The similarities between the beginning of his 2017 season and this one are almost eerie. His only top-10 finish was a 9th-place finish, he finished in the 30s in the Daytona 500 (34th in 2017 and 38th this season), one finish in the 20s (21st at Auto Club Speedway in 2017 and 27th at Atlanta this season) and he finished 15th at Martinsville both seasons in the race before heading to Texas.
Johnson’s start to 2017 was just a little bit better than his start so far in 2018. After seven races last season, Johnson was 14th in points, had led 28 laps, finished on the lead lap five times and had an average finish was 18.2. in 2018, he is 17th in points, has yet to lead a single lap, has just two lead leap finishes and has an average finish of 19.2.
Johnson needs to turn around his 2018 season quickly.
The longer this drought gets, the more there will be rumblings that the once seemingly unbeatable champion is on his last legs.
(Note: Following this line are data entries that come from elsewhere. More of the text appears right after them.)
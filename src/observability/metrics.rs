//! Metrics collection and exposition.
//!
//! # Responsibilities
//! - Count requests and observe their latency per (method, endpoint, status)
//! - Expose a Prometheus-compatible text snapshot
//!
//! # Metrics
//! - `http_requests_total` (counter): total requests by method, endpoint, status
//! - `http_request_duration_seconds` (histogram): latency distribution
//! - `app_uptime_seconds` (gauge): process uptime, refreshed on every snapshot
//!
//! # Design Decisions
//! - One recorder instance built at startup and handed to whoever needs it;
//!   nothing is installed as the global `metrics` recorder
//! - Endpoint label is the route pattern, never the raw path
//! - Updates are atomic inside the exporter; no lock spans a request

use std::time::{Duration, Instant};

use metrics::{Key, KeyName, Label, Level, Metadata, Recorder, SharedString};
use metrics_exporter_prometheus::{BuildError, Matcher, PrometheusBuilder, PrometheusHandle, PrometheusRecorder};

pub const HTTP_REQUESTS_TOTAL: &str = "http_requests_total";
pub const HTTP_REQUEST_DURATION_SECONDS: &str = "http_request_duration_seconds";
pub const APP_UPTIME_SECONDS: &str = "app_uptime_seconds";

/// Prometheus default latency buckets, in seconds.
pub const DEFAULT_BUCKETS: [f64; 11] = [0.005, 0.01, 0.025, 0.05, 0.1, 0.25, 0.5, 1.0, 2.5, 5.0, 10.0];

/// Error type for recorder construction.
#[derive(Debug, thiserror::Error)]
pub enum MetricsError {
    #[error("failed to build metrics exporter: {0}")]
    Build(#[from] BuildError),
}

/// Label set identifying one request series.
#[derive(Debug, Clone, PartialEq, Eq, Hash)]
pub struct RequestLabels {
    pub method: String,
    pub endpoint: String,
    pub status: String,
}

impl RequestLabels {
    pub fn new(method: &str, endpoint: &str, status: u16) -> Self {
        Self {
            method: method.to_string(),
            endpoint: endpoint.to_string(),
            status: status.to_string(),
        }
    }

    fn to_labels(&self) -> Vec<Label> {
        vec![
            Label::new("method", self.method.clone()),
            Label::new("endpoint", self.endpoint.clone()),
            Label::new("status", self.status.clone()),
        ]
    }
}

/// Process-wide request metrics.
pub struct MetricsRecorder {
    recorder: PrometheusRecorder,
    handle: PrometheusHandle,
    started: Instant,
}

impl MetricsRecorder {
    pub fn new() -> Result<Self, MetricsError> {
        let recorder = PrometheusBuilder::new()
            .set_buckets_for_metric(
                Matcher::Full(HTTP_REQUEST_DURATION_SECONDS.to_string()),
                &DEFAULT_BUCKETS,
            )?
            .build_recorder();
        let handle = recorder.handle();

        recorder.describe_counter(
            KeyName::from(HTTP_REQUESTS_TOTAL),
            None,
            SharedString::from("Total number of HTTP requests"),
        );
        recorder.describe_histogram(
            KeyName::from(HTTP_REQUEST_DURATION_SECONDS),
            None,
            SharedString::from("Duration of HTTP requests in seconds"),
        );
        recorder.describe_gauge(
            KeyName::from(APP_UPTIME_SECONDS),
            None,
            SharedString::from("Application uptime in seconds"),
        );

        Ok(Self {
            recorder,
            handle,
            started: Instant::now(),
        })
    }

    fn metadata() -> Metadata<'static> {
        Metadata::new(module_path!(), Level::INFO, Some(module_path!()))
    }

    /// Add one to the counter series `name{labels}`.
    pub fn increment_counter(&self, name: &str, labels: &RequestLabels) {
        let key = Key::from_parts(name.to_string(), labels.to_labels());
        self.recorder
            .register_counter(&key, &Self::metadata())
            .increment(1);
    }

    /// Record one observation into the histogram series `name{labels}`.
    pub fn observe_histogram(&self, name: &str, labels: &RequestLabels, value: f64) {
        let key = Key::from_parts(name.to_string(), labels.to_labels());
        self.recorder
            .register_histogram(&key, &Self::metadata())
            .record(value);
    }

    /// Count one completed request and observe its latency.
    pub fn record_request(&self, labels: &RequestLabels, elapsed: Duration) {
        self.increment_counter(HTTP_REQUESTS_TOTAL, labels);
        self.observe_histogram(HTTP_REQUEST_DURATION_SECONDS, labels, elapsed.as_secs_f64());
    }

    /// Render every series as Prometheus text, families ordered by name.
    pub fn snapshot(&self) -> String {
        self.recorder
            .register_gauge(&Key::from_name(APP_UPTIME_SECONDS), &Self::metadata())
            .set(self.started.elapsed().as_secs_f64());

        sort_families(&self.handle.render())
    }
}

/// Reorder exposition text so metric families appear sorted by name.
///
/// Lines inside a family keep their original order (bucket order matters).
fn sort_families(exposition: &str) -> String {
    let mut families: Vec<(String, Vec<&str>)> = Vec::new();

    for line in exposition.lines().filter(|l| !l.trim().is_empty()) {
        let starts_family = match (line.strip_prefix("# "), families.last()) {
            (_, None) => true,
            (Some(comment), Some((current, _))) => {
                comment.split_whitespace().nth(1) != Some(current.as_str())
            }
            (None, Some(_)) => false,
        };
        if starts_family {
            families.push((family_name(line).to_string(), Vec::new()));
        }
        if let Some((_, lines)) = families.last_mut() {
            lines.push(line);
        }
    }

    families.sort_by(|a, b| a.0.cmp(&b.0));

    let mut out = String::new();
    for (i, (_, lines)) in families.iter().enumerate() {
        if i > 0 {
            out.push('\n');
        }
        for line in lines {
            out.push_str(line);
            out.push('\n');
        }
    }
    out
}

fn family_name(line: &str) -> &str {
    match line.strip_prefix("# ") {
        Some(comment) => comment.split_whitespace().nth(1).unwrap_or(""),
        None => line
            .split(|c: char| c == '{' || c.is_whitespace())
            .next()
            .unwrap_or(""),
    }
}
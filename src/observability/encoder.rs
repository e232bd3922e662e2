//! ECS log record encoding.
//!
//! # Data Flow
//! ```text
//! LogEvent (timestamp, level, message, attributes)
//!     → EcsEncoder::encode
//!         fixed fields + ServiceIdentity + bound attributes + event attributes
//!         (each key passed through mapping::map_key)
//!     → OutputRecord (flat key → scalar)
//!     → EcsEncoder::write (one JSON object + '\n', single locked write)
//!     → LogSink (stdout in production, memory in tests)
//! ```
//!
//! # Design Decisions
//! - Sub-encoders (`with_attrs`, `with_group`) are new values sharing the sink
//!   and identity; the parent is never mutated
//! - Grouped keys are qualified as `group.key` before mapping, so they pass
//!   through unmapped
//! - Durations always render as integer nanoseconds

use std::fmt;
use std::io::Write;
use std::sync::{Arc, Mutex};
use std::time::Duration;

use chrono::{DateTime, SecondsFormat, Utc};
use serde_json::{Map, Value};

use crate::observability::mapping::map_key;

/// ECS schema version stamped on every record.
pub const ECS_VERSION: &str = "8.11.0";

/// Error raised when a record cannot be serialized or written.
#[derive(Debug, thiserror::Error)]
pub enum EncodeError {
    #[error("failed to serialize log record: {0}")]
    Serialize(#[from] serde_json::Error),
    #[error("failed to write log record: {0}")]
    Io(#[from] std::io::Error),
    #[error("log sink lock poisoned")]
    SinkPoisoned,
}

/// Severity of a log event.
#[derive(Debug, Clone, Copy, PartialEq, Eq, PartialOrd, Ord, Hash)]
pub enum LogLevel {
    Debug,
    Info,
    Warn,
    Error,
}

impl LogLevel {
    pub fn as_str(&self) -> &'static str {
        match self {
            LogLevel::Debug => "DEBUG",
            LogLevel::Info => "INFO",
            LogLevel::Warn => "WARN",
            LogLevel::Error => "ERROR",
        }
    }
}

impl fmt::Display for LogLevel {
    fn fmt(&self, f: &mut fmt::Formatter<'_>) -> fmt::Result {
        f.write_str(self.as_str())
    }
}

impl From<&tracing::Level> for LogLevel {
    fn from(level: &tracing::Level) -> Self {
        match *level {
            tracing::Level::ERROR => LogLevel::Error,
            tracing::Level::WARN => LogLevel::Warn,
            tracing::Level::INFO => LogLevel::Info,
            _ => LogLevel::Debug,
        }
    }
}

/// A scalar attribute value.
#[derive(Debug, Clone, PartialEq)]
pub enum AttrValue {
    Str(String),
    Int(i64),
    Uint(u64),
    Float(f64),
    Bool(bool),
    Duration(Duration),
}

impl AttrValue {
    fn to_json(&self) -> Value {
        match self {
            AttrValue::Str(s) => Value::String(s.clone()),
            AttrValue::Int(i) => Value::from(*i),
            AttrValue::Uint(u) => Value::from(*u),
            // NaN and infinities become null.
            AttrValue::Float(f) => Value::from(*f),
            AttrValue::Bool(b) => Value::Bool(*b),
            AttrValue::Duration(d) => Value::from(u64::try_from(d.as_nanos()).unwrap_or(u64::MAX)),
        }
    }
}

impl From<&str> for AttrValue {
    fn from(v: &str) -> Self {
        AttrValue::Str(v.to_string())
    }
}

impl From<String> for AttrValue {
    fn from(v: String) -> Self {
        AttrValue::Str(v)
    }
}

impl From<i64> for AttrValue {
    fn from(v: i64) -> Self {
        AttrValue::Int(v)
    }
}

impl From<i32> for AttrValue {
    fn from(v: i32) -> Self {
        AttrValue::Int(v.into())
    }
}

impl From<u64> for AttrValue {
    fn from(v: u64) -> Self {
        AttrValue::Uint(v)
    }
}

impl From<u32> for AttrValue {
    fn from(v: u32) -> Self {
        AttrValue::Uint(v.into())
    }
}

impl From<u16> for AttrValue {
    fn from(v: u16) -> Self {
        AttrValue::Uint(v.into())
    }
}

impl From<usize> for AttrValue {
    fn from(v: usize) -> Self {
        AttrValue::Uint(v as u64)
    }
}

impl From<f64> for AttrValue {
    fn from(v: f64) -> Self {
        AttrValue::Float(v)
    }
}

impl From<bool> for AttrValue {
    fn from(v: bool) -> Self {
        AttrValue::Bool(v)
    }
}

impl From<Duration> for AttrValue {
    fn from(v: Duration) -> Self {
        AttrValue::Duration(v)
    }
}

/// One log call: produced once, encoded once, then discarded.
#[derive(Debug, Clone, PartialEq)]
pub struct LogEvent {
    timestamp: DateTime<Utc>,
    level: LogLevel,
    message: String,
    attributes: Vec<(String, AttrValue)>,
}

impl LogEvent {
    /// Create an event stamped with the current time.
    pub fn new(level: LogLevel, message: impl Into<String>) -> Self {
        Self {
            timestamp: Utc::now(),
            level,
            message: message.into(),
            attributes: Vec::new(),
        }
    }

    /// Replace the timestamp.
    pub fn at(mut self, timestamp: DateTime<Utc>) -> Self {
        self.timestamp = timestamp;
        self
    }

    /// Append an attribute. Later attributes win on key collision.
    pub fn with(mut self, key: impl Into<String>, value: impl Into<AttrValue>) -> Self {
        self.attributes.push((key.into(), value.into()));
        self
    }

    pub fn timestamp(&self) -> DateTime<Utc> {
        self.timestamp
    }

    pub fn level(&self) -> LogLevel {
        self.level
    }

    pub fn message(&self) -> &str {
        &self.message
    }

    pub fn attributes(&self) -> &[(String, AttrValue)] {
        &self.attributes
    }
}

/// Service metadata injected into every record.
#[derive(Debug, Clone, PartialEq, Eq)]
pub struct ServiceIdentity {
    pub name: String,
    pub version: String,
    pub schema_version: String,
}

impl ServiceIdentity {
    pub fn new(name: impl Into<String>, version: impl Into<String>) -> Self {
        Self {
            name: name.into(),
            version: version.into(),
            schema_version: ECS_VERSION.to_string(),
        }
    }
}

impl Default for ServiceIdentity {
    fn default() -> Self {
        Self::new(env!("CARGO_PKG_NAME"), env!("CARGO_PKG_VERSION"))
    }
}

/// A flat, serialized-ready log record.
#[derive(Debug, Clone, Default, PartialEq)]
pub struct OutputRecord(Map<String, Value>);

impl OutputRecord {
    pub fn get(&self, key: &str) -> Option<&Value> {
        self.0.get(key)
    }

    pub fn len(&self) -> usize {
        self.0.len()
    }

    pub fn is_empty(&self) -> bool {
        self.0.is_empty()
    }

    pub fn keys(&self) -> impl Iterator<Item = &str> {
        self.0.keys().map(String::as_str)
    }

    fn insert(&mut self, key: impl Into<String>, value: Value) {
        self.0.insert(key.into(), value);
    }

    /// Serialize as a single JSON line, newline included.
    pub fn to_line(&self) -> Result<Vec<u8>, EncodeError> {
        let mut line = serde_json::to_vec(&self.0)?;
        line.push(b'\n');
        Ok(line)
    }
}

/// Shared, line-atomic output stream.
#[derive(Clone)]
pub struct LogSink {
    inner: Arc<Mutex<Box<dyn Write + Send>>>,
}

impl LogSink {
    pub fn stdout() -> Self {
        Self::from_writer(std::io::stdout())
    }

    pub fn stderr() -> Self {
        Self::from_writer(std::io::stderr())
    }

    pub fn from_writer<W: Write + Send + 'static>(writer: W) -> Self {
        Self {
            inner: Arc::new(Mutex::new(Box::new(writer))),
        }
    }

    /// Write one complete line under the sink lock.
    pub fn write_line(&self, line: &[u8]) -> Result<(), EncodeError> {
        let mut writer = self.inner.lock().map_err(|_| EncodeError::SinkPoisoned)?;
        writer.write_all(line)?;
        writer.flush()?;
        Ok(())
    }
}

impl fmt::Debug for LogSink {
    fn fmt(&self, f: &mut fmt::Formatter<'_>) -> fmt::Result {
        f.debug_struct("LogSink").finish_non_exhaustive()
    }
}

/// In-memory writer for capturing log output.
#[derive(Debug, Clone, Default)]
pub struct CaptureBuffer(Arc<Mutex<Vec<u8>>>);

impl CaptureBuffer {
    pub fn new() -> Self {
        Self::default()
    }

    /// A sink writing into this buffer.
    pub fn sink(&self) -> LogSink {
        LogSink::from_writer(self.clone())
    }

    pub fn contents(&self) -> String {
        let bytes = self.0.lock().map(|b| b.clone()).unwrap_or_default();
        String::from_utf8_lossy(&bytes).into_owned()
    }

    pub fn lines(&self) -> Vec<String> {
        self.contents().lines().map(str::to_string).collect()
    }

    /// Every captured line parsed as a JSON object; unparsable lines are skipped.
    pub fn records(&self) -> Vec<Value> {
        self.lines()
            .iter()
            .filter_map(|line| serde_json::from_str(line).ok())
            .collect()
    }
}

impl Write for CaptureBuffer {
    fn write(&mut self, buf: &[u8]) -> std::io::Result<usize> {
        let mut inner = self
            .0
            .lock()
            .map_err(|_| std::io::Error::new(std::io::ErrorKind::Other, "capture buffer poisoned"))?;
        inner.extend_from_slice(buf);
        Ok(buf.len())
    }

    fn flush(&mut self) -> std::io::Result<()> {
        Ok(())
    }
}

/// Encodes log events into ECS records and writes them to a sink.
#[derive(Debug, Clone)]
pub struct EcsEncoder {
    sink: LogSink,
    identity: Arc<ServiceIdentity>,
    bound: Arc<Vec<(String, AttrValue)>>,
    group: Option<String>,
}

impl EcsEncoder {
    pub fn new(sink: LogSink, identity: ServiceIdentity) -> Self {
        Self {
            sink,
            identity: Arc::new(identity),
            bound: Arc::new(Vec::new()),
            group: None,
        }
    }

    pub fn identity(&self) -> &ServiceIdentity {
        &self.identity
    }

    /// A sub-encoder with extra attributes bound to every future record.
    ///
    /// Keys are qualified by the current group at binding time.
    pub fn with_attrs<K, V, I>(&self, attrs: I) -> Self
    where
        K: Into<String>,
        V: Into<AttrValue>,
        I: IntoIterator<Item = (K, V)>,
    {
        let mut bound = (*self.bound).clone();
        bound.extend(
            attrs
                .into_iter()
                .map(|(k, v)| (self.qualify(&k.into()), v.into())),
        );
        Self {
            bound: Arc::new(bound),
            ..self.clone()
        }
    }

    /// A sub-encoder whose subsequent attribute keys are prefixed `name.`.
    pub fn with_group(&self, name: &str) -> Self {
        if name.is_empty() {
            return self.clone();
        }
        Self {
            group: Some(self.qualify(name)),
            ..self.clone()
        }
    }

    fn qualify(&self, key: &str) -> String {
        match &self.group {
            Some(prefix) => format!("{prefix}.{key}"),
            None => key.to_string(),
        }
    }

    /// Build the output record for an event.
    pub fn encode(&self, event: &LogEvent) -> OutputRecord {
        let mut record = OutputRecord::default();

        record.insert(
            "@timestamp",
            Value::String(event.timestamp.to_rfc3339_opts(SecondsFormat::Nanos, true)),
        );
        record.insert("ecs.version", Value::String(self.identity.schema_version.clone()));
        record.insert("message", Value::String(event.message.clone()));
        record.insert("log.level", Value::String(event.level.as_str().to_string()));

        record.insert("service.name", Value::String(self.identity.name.clone()));
        record.insert("service.version", Value::String(self.identity.version.clone()));

        for (key, value) in self.bound.iter() {
            record.insert(map_key(key), value.to_json());
        }
        for (key, value) in &event.attributes {
            let key = self.qualify(key);
            record.insert(map_key(&key), value.to_json());
        }

        record
    }

    /// Serialize a record and write it to the sink as one line.
    pub fn write(&self, record: &OutputRecord) -> Result<(), EncodeError> {
        let line = record.to_line()?;
        self.sink.write_line(&line)
    }

    /// Encode and write in one step.
    pub fn log(&self, event: &LogEvent) -> Result<(), EncodeError> {
        self.write(&self.encode(event))
    }
}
And you don’t have to look far to see why those rumblings have existed over the past two seasons.
After winning his MENCS record-tying seventh series title in 2016, the wheels seemed to start falling off for Johnson and his team last year.
In 2017, Johnson won just one time after his win in week 8 at Bristol, giving him three wins on the season. It was his worst season in terms of win since winning just two times in 2011, and just the second time in 14 seasons that he failed to record at least four wins. In his 16 full-time seasons in the MENCS heading into 2018, Johnson had more seasons of 6 or more wins (six) than he did of seasons with three or less wins (four).
It wasn’t just the wins that were hard to come by for Johnson in 2017, though. He set career lows in top-5s (four) and top-10s (11). The four top-5s snapped a streak of 14 straight seasons with at least 11 top-5s and was the first time since his rookie season in which he failed to reach double digits in top-5s. As a rookie in 2002, he finished in the top-5 six times. 2017 also snapped the streak Johnson had going of 15 straight seasons with at least 16 top-10s. In those 16 seasons, he had a career-high 24 top-10s five times and had 20 or more top-10s every season from 2002 to 2016.
Another issue for Johnson is he is not the only driver struggling at Hendrick Motorsports right now. After only having four wins last season (three by Johnson, one by Kasey Kahne), the four-car Hendrick team has started off 2018 slow, with just two top-5s (both by Chase Elliott) and five top-10s in the first six races. Alex Bowman leads all Hendrick drivers in the points standings, sitting 14th. Johnson is 17th, Elliott is 18th and William Byron is 20th.
Elliott led all Hendrick drivers last season, finishing 5th in the standings, giving Hendrick its 17th straight season with at least one driver finishing 6th or better and its 15th season in those 17 with a driver finishing at least 5th. That includes eight series titles, seven by Johnson and Jeff Gordon’s final one in 2001. In the last 24 seasons, Hendrick has had at least one driver finish 5th or better in 19 seasons, including 12 championships.
Johnson could use a streak starting at Texas similar to what he had last year, with two wins and four straight finishes of 11th or better. If he can pull that off, he just might be able to get this season back on track, not only for himself, but for Hendrick. All it takes is a win to make it into the playoffs, where anything can happen.
We have all seen what happens when Johnson gets on a roll. If he gets on one this year, his lucky number at the end might just be eight.